Classifier Training#

For classification, we’ve implemented the tiny variant of the ConvNeXtV2 architecture with a few tweaks.

ConvNexT V2 Tiny#

ConvNexT V2 Tiny is a fully convolutional neural network architecture designed for efficient image classification tasks. Here are the key points to understand about ConvNexT V2 Tiny:

  1. Architecture: ConvNexT V2 Tiny is a variant of the ConvNexT architecture, which is known for its efficient and effective design. It consists of a series of convolutional layers organized in a hierarchical structure with cross-stage feature aggregation (CSFA) modules combined with a masked auto-encoder. The masked auto-encoder enables the benefits of self-supervised learning.

  2. Efficiency: ConvNexT V2 Tiny is designed to be lightweight and computationally efficient, making it suitable for deployment on resource-constrained devices such as mobile phones or edge devices.

  3. Drop Path Regularization: The architecture includes drop path regularization, which randomly drops connections between layers during training to prevent overfitting and improve generalization performance.

  4. Pretraining: ConvNexT V2 Tiny models are often pretrained on large-scale image datasets such as ImageNet to learn generic features before being fine-tuned on specific tasks.

  5. Usage: ConvNexT V2 Tiny models can be used for various computer vision tasks, including image classification, object detection, and semantic segmentation. They provide a balance between model complexity and performance, making them suitable for real-world applications where computational resources are limited.

Overall, ConvNexT V2 Tiny offers a lightweight and efficient solution for image classification tasks, making it a popular choice for applications where model size and computational efficiency are critical considerations.

We’ve implemented this architecture for training a classifier model to predict building properties using PyTorch Lightning. It leverages the AIM (AI Model Tracking) platform for experiment logging and monitoring.

Main classifier components#

The classifier_train.py script defines a PyTorch Lightning module called HPClassifier, which serves as a neural network model for a multi-class classification task.

  1. Model Architecture:

    • The HPClassifier class inherits from LightningModule and defines the neural network architecture.

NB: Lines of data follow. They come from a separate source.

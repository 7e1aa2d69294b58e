//! Binder configuration (binder.toml)
//!
//! Defaults applied to freshly created render states. Stored in TOML format;
//! every field is optional and falls back to its default.

use std::path::Path;

use binder_shared::Color;
use serde::{Deserialize, Serialize};

use crate::error::ConfigError;

/// Render-state binder configuration.
#[derive(Debug, Clone, PartialEq, Serialize, Deserialize)]
pub struct BinderConfig {
    /// Texture unit used for the material texture (default: 0)
    #[serde(default)]
    pub texture_unit: u32,
    /// Initial value of the lights-enabled toggle (default: true)
    #[serde(default = "default_true")]
    pub lights_enabled: bool,
    /// Trace every uniform/attribute name the program does not declare (default: false)
    #[serde(default)]
    pub log_unresolved_bindings: bool,
    /// Initial material values
    #[serde(default)]
    pub material: MaterialDefaults,
}

/// Initial material values for new render states.
#[derive(Debug, Clone, Copy, PartialEq, Serialize, Deserialize)]
pub struct MaterialDefaults {
    /// Ambient color (default: 50% gray)
    #[serde(default = "default_ambient")]
    pub ambient: Color,
    /// Diffuse color (default: white)
    #[serde(default = "default_white")]
    pub diffuse: Color,
    /// Specular color (default: black)
    #[serde(default = "default_black")]
    pub specular: Color,
    /// Specular exponent (default: 0.0)
    #[serde(default)]
    pub specular_exponent: f32,
    /// Tint color (default: white)
    #[serde(default = "default_white")]
    pub tint: Color,
}

fn default_true() -> bool {
    true
}
fn default_ambient() -> Color {
    Color::new(0.5, 0.5, 0.5, 1.0)
}
fn default_white() -> Color {
    Color::WHITE
}
fn default_black() -> Color {
    Color::BLACK
}

impl Default for BinderConfig {
    fn default() -> Self {
        Self {
            texture_unit: 0,
            lights_enabled: default_true(),
            log_unresolved_bindings: false,
            material: MaterialDefaults::default(),
        }
    }
}

impl Default for MaterialDefaults {
    fn default() -> Self {
        Self {
            ambient: default_ambient(),
            diffuse: default_white(),
            specular: default_black(),
            specular_exponent: 0.0,
            tint: default_white(),
        }
    }
}

impl BinderConfig {
    /// Parse a configuration from TOML text.
    pub fn from_toml_str(content: &str) -> Result<Self, ConfigError> {
        Ok(toml::from_str(content)?)
    }

    /// Load a configuration file.
    ///
    /// # Errors
    ///
    /// Returns an error if the file cannot be read or is not valid TOML.
    pub fn load(path: impl AsRef<Path>) -> Result<Self, ConfigError> {
        let path = path.as_ref();
        let content = std::fs::read_to_string(path).map_err(|source| ConfigError::Io {
            path: path.to_path_buf(),
            source,
        })?;
        Self::from_toml_str(&content)
    }

    /// Load a configuration file, falling back to defaults if it is missing or
    /// cannot be parsed.
    pub fn load_or_default(path: impl AsRef<Path>) -> Self {
        match Self::load(path) {
            Ok(config) => config,
            Err(e) => {
                tracing::warn!("Using default binder config: {}", e);
                Self::default()
            }
        }
    }
}
//! Render-state binding (GL-style uniform/attribute model)
//!
//! # Architecture
//!
//! **MaterialState / LightSet / SkeletonBuffer** (CPU state) → **RenderStateBinder**
//! → **BindingCache** (resolved locations) → **GpuContext** (uniform writes)
//!
//! - Scene code mutates the CPU-side state through the binder's setters
//! - `enable()` resolves the binding cache once per assigned program and then
//!   uploads every uniform in a fixed order
//! - Unresolved bindings are `None` and are skipped by [`UniformWriter`]
//! - The binder is created through a [`CreationContext`], which forwards GPU
//!   context loss/recreation to every live resource

mod binding_cache;
mod context;
mod gpu;
mod lighting;
mod material;
mod program;
mod render_state;
mod skeleton;
mod texture;

pub use binding_cache::{BindingCache, LightLocations, ResolveInputs, names};
pub use context::{CreationContext, GlResource};
pub use gpu::{GpuContext, UniformWriter};
pub use lighting::{Light, LightSet, MAX_LIGHTS};
pub use material::{MaterialColors, MaterialState};
pub use program::{AttributeLocation, ProgramFeatures, ProgramHandle, ShaderProgram, UniformLocation};
pub use render_state::{BinderState, BoundRenderState, RenderStateBinder};
pub use skeleton::{FLOATS_PER_BONE, MAX_BONES, SkeletonBuffer};
pub use texture::{Texture, TextureTarget};
use super::binder::RenderStateBinder;
use crate::graphics::gpu::GpuContext;
use crate::graphics::program::AttributeLocation;

/// An enabled render state.
///
/// Holds the GPU context for the duration of the draw; dropping it disables
/// the binder, releasing its texture binding.
pub struct BoundRenderState<'a> {
    binder: &'a RenderStateBinder,
    gpu: &'a mut dyn GpuContext,
}

impl<'a> BoundRenderState<'a> {
    pub(super) fn new(binder: &'a RenderStateBinder, gpu: &'a mut dyn GpuContext) -> Self {
        Self { binder, gpu }
    }

    pub fn binder(&self) -> &RenderStateBinder {
        self.binder
    }

    /// GPU context, for issuing the draw itself
    pub fn gpu(&mut self) -> &mut dyn GpuContext {
        &mut *self.gpu
    }

    pub fn position(&self) -> Option<AttributeLocation> {
        self.binder.attribute_position()
    }

    pub fn normal(&self) -> Option<AttributeLocation> {
        self.binder.attribute_normal()
    }

    pub fn uv(&self) -> Option<AttributeLocation> {
        self.binder.attribute_uv()
    }

    pub fn color(&self) -> Option<AttributeLocation> {
        self.binder.attribute_color()
    }

    pub fn bone_id(&self) -> Option<AttributeLocation> {
        self.binder.attribute_bone_id()
    }

    pub fn bone_weight(&self) -> Option<AttributeLocation> {
        self.binder.attribute_bone_weight()
    }
}

impl Drop for BoundRenderState<'_> {
    fn drop(&mut self) {
        self.binder.disable(&mut *self.gpu);
    }
}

    • The backbone of the model is based on the “convnextv2_tiny” architecture from the Timm library, which is pretrained and includes drop path regularization.

    • Separate classifier heads are defined for each building property (e.g., completeness, condition, material, security, use) using the NormMlpClassifierHead layer from Timm.

    • Each classifier head predicts the corresponding property using the backbone features.

  2. Metrics:

    • F1 Score: F1 score metrics are computed for each property using the torchmetrics.F1Score class.

  3. Optimizer and Scheduler:

    • AdamW optimizer with a configurable learning rate (lr) is used. The base learning rate is set to 0.001.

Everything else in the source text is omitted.